Trials / Completed
CompletedNCT05133271
Prediction of Maternal Arterial Hypotension After Spinal Anesthesia by Passive Leg Raise Test.
Assessment of the Value of Passive Leg Raising (PLR) in Predicting the Onset of Maternal Arterial Hypotension and Norepinephrine Requirements After Spinal Anesthesia for Scheduled Cesarean Section.
- Status
- Completed
- Phase
- N/A
- Study type
- Interventional
- Enrollment
- 64 (actual)
- Sponsor
- Assistance Publique - Hôpitaux de Paris · Academic / Other
- Sex
- Female
- Age
- 18 Years
- Healthy volunteers
- Not accepted
Summary
Spinal anesthesia for cesarean section is associated with a high incidence of low blood pressure. However, the pathophysiology of this arterial hypotension is not unequivocal and could involve, in addition to drug vasoplegia, a mechanical cause linked to lower caval compression or even true or relative hypovolemia.
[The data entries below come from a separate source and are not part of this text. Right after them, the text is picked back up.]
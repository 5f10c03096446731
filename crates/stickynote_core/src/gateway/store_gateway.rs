//! Note gateway backed by the document store client.
//!
//! # Responsibility
//! - Map note intents onto document operations in the `notes` collection.
//! - Drive live feeds from the store's revision channel.
//!
//! # Invariants
//! - Documents that fail to decode are skipped with a warning, never
//!   surfaced as partially-filled notes.
//! - A feed task re-reads the whole collection after every revision change.

use crate::gateway::{FeedListener, GatewayError, GatewayResult, NoteGateway, Subscription};
use crate::model::note::{
    is_finite_position, position_patch, Note, NoteDocument, NoteDraft, NoteId,
};
use crate::store::{StoreClient, StoredDocument};
use async_trait::async_trait;
use log::{debug, error, info, warn};
use std::sync::Arc;
use tokio::runtime::Handle;

/// Collection holding note documents.
pub const NOTES_COLLECTION: &str = "notes";

/// `NoteGateway` implementation over a shared `StoreClient`.
pub struct StoreNoteGateway {
    client: Arc<StoreClient>,
    collection: String,
}

impl StoreNoteGateway {
    /// Creates a gateway over the default `notes` collection.
    pub fn new(client: Arc<StoreClient>) -> Self {
        Self::with_collection(client, NOTES_COLLECTION)
    }

    pub fn with_collection(client: Arc<StoreClient>, collection: impl Into<String>) -> Self {
        Self {
            client,
            collection: collection.into(),
        }
    }

    pub fn client(&self) -> &Arc<StoreClient> {
        &self.client
    }

    pub fn collection(&self) -> &str {
        self.collection.as_str()
    }
}

#[async_trait]
impl NoteGateway for StoreNoteGateway {
    async fn create(&self, draft: NoteDraft) -> GatewayResult<Note> {
        if !draft.has_finite_position() {
            return Err(GatewayError::InvalidPosition {
                x: draft.x.unwrap_or_default(),
                y: draft.y.unwrap_or_default(),
            });
        }
        let document = draft.to_document();
        let stored = match self
            .client
            .add_document(&self.collection, document.to_fields())
            .await
        {
            Ok(stored) => stored,
            Err(err) => {
                error!(
                    "event=note_create module=gateway status=error collection={} error={}",
                    self.collection, err
                );
                return Err(err.into());
            }
        };

        info!(
            "event=note_create module=gateway status=ok note_id={}",
            stored.id
        );
        Ok(document.into_note(NoteId::new(stored.id)))
    }

    async fn read_all(&self) -> GatewayResult<Vec<Note>> {
        let notes = read_notes(&self.client, &self.collection).await?;
        debug!(
            "event=note_read_all module=gateway status=ok count={}",
            notes.len()
        );
        Ok(notes)
    }

    fn subscribe(&self, listener: FeedListener) -> GatewayResult<Subscription> {
        let runtime = Handle::try_current().map_err(|_| GatewayError::NoRuntime)?;
        let mut revisions = self.client.watch_revisions()?;
        let client = Arc::clone(&self.client);
        let collection = self.collection.clone();
        let (subscription, slot) = Subscription::open(listener);

        let task = runtime.spawn(async move {
            loop {
                let still_open = match read_notes(&client, &collection).await {
                    Ok(notes) => slot.deliver(notes),
                    Err(err) => {
                        warn!(
                            "event=feed_read module=gateway status=error collection={} error={}",
                            collection, err
                        );
                        slot.report(err)
                    }
                };
                if !still_open {
                    break;
                }
                if revisions.changed().await.is_err() {
                    debug!(
                        "event=feed_end module=gateway status=ok collection={} reason=store_closed",
                        collection
                    );
                    slot.finish();
                    break;
                }
            }
        });

        info!(
            "event=feed_open module=gateway status=ok collection={}",
            self.collection
        );
        Ok(subscription.with_task(task))
    }

    async fn update_position(&self, id: &NoteId, x: f64, y: f64) -> GatewayResult<()> {
        if !is_finite_position(x, y) {
            return Err(GatewayError::InvalidPosition { x, y });
        }
        self.client
            .update_fields(&self.collection, id.as_str(), position_patch(x, y))
            .await?;
        debug!(
            "event=note_move module=gateway status=ok note_id={}",
            id
        );
        Ok(())
    }

    async fn delete(&self, id: &NoteId) -> GatewayResult<()> {
        let existed = self
            .client
            .delete_document(&self.collection, id.as_str())
            .await?;
        info!(
            "event=note_delete module=gateway status=ok note_id={} existed={}",
            id, existed
        );
        Ok(())
    }
}

async fn read_notes(client: &StoreClient, collection: &str) -> GatewayResult<Vec<Note>> {
    let documents = client.list_documents(collection).await?;
    Ok(normalize_documents(documents))
}

fn normalize_documents(documents: Vec<StoredDocument>) -> Vec<Note> {
    documents
        .into_iter()
        .filter_map(|document| match decode_note(document) {
            Ok(note) => Some(note),
            Err(err) => {
                warn!(
                    "event=note_normalize module=gateway status=skipped error={}",
                    err
                );
                None
            }
        })
        .collect()
}

fn decode_note(document: StoredDocument) -> GatewayResult<Note> {
    let id = NoteId::new(document.id);
    match NoteDocument::from_fields(&document.fields) {
        Ok(decoded) => Ok(decoded.into_note(id)),
        Err(err) => Err(GatewayError::InvalidDocument {
            id,
            message: err.to_string(),
        }),
    }
}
Passive leg raise test has been proposed in an attempt to identify parturients who are more likely to develop low blood pressure after spinal anesthesia. Nevertheless, the data available on this volume expansion test to predict hemodynamic variations after performing spinal anesthesia are still limited and few objective criteria have been described to predict this arterial hypotension. The objective of the research is to study the hypothesis according to which the presence of hypovolaemia (true or relative) objectified by a positive passive leg raise test would cause hypotension more frequent and more marked in intensity.
Detailed description
Spinal anesthesia for cesarean section is associated with a high incidence of low blood pressure. However, the pathophysiology of this arterial hypotension is not unequivocal and could involve, in addition to drug vasoplegia, a mechanical cause linked to lower caval compression or even true or relative hypovolemia. Passive leg raise test has been proposed in an attempt to identify parturients who are more likely to develop low blood pressure after spinal anesthesia. Nevertheless, the data available on this volume expansion test to predict hemodynamic variations after performing spinal anesthesia are still limited and few objective criteria have been described to predict this arterial hypotension. The objective of the research is to study the hypothesis according to which the presence of hypovolaemia (true or relative) objectified by a positive passive leg raise test would cause hypotension more frequent and more marked in intensity. Patients will have a clinical hemodynamic and echocardiographic evaluation, before performing the spinal anesthesia, before and after the passive leg raise test. Then, the patients will benefit from a clinical hemodynamic evaluation during the preparation of the parturient in the operating room and finally after the completion of the spinal anesthesia and until the clamping of the umbilical cord.
Conditions
Interventions
| Type | Name | Description |
|---|---|---|
| OTHER | Clinical hemodynamic and echocardiographic evaluation | Clinical hemodynamic and echocardiographic evaluation in two stages T1 and T2, before performing the spinal anesthesia, carried out by a doctor different from the doctor in charge of the parturient in the operating room to ensure the blind hemodynamic results before the spinal anesthesia, in particular those of the passive leg raise test (PLR) : 1. T1: clinico-echographic evaluation in dorsal decubitus position (45 °) with cushion under the right buttock. 2. T2: clinico-ultrasound evaluation after performing the PLR. Then, clinical hemodynamic evaluation during two periods T3 and T4: 3. T3: conditioning time of the parturient in the operating room during which clinical hemodynamic monitoring is set up and the basic values of arterial pressures (systolic, diastolic and mean) and heart rate are defined. 4. T4: period after performing spinal anesthesia until clamping of the umbilical cord. |
Timeline
- Start date
- 2021-02-03
- Primary completion
- 2024-08-03
- Completion
- 2024-08-03
- First posted
- 2021-11-24
- Last updated
- 2025-09-12
Locations
1 site across 1 country: France
Source: ClinicalTrials.gov record NCT05133271. Inclusion in this directory is not an endorsement.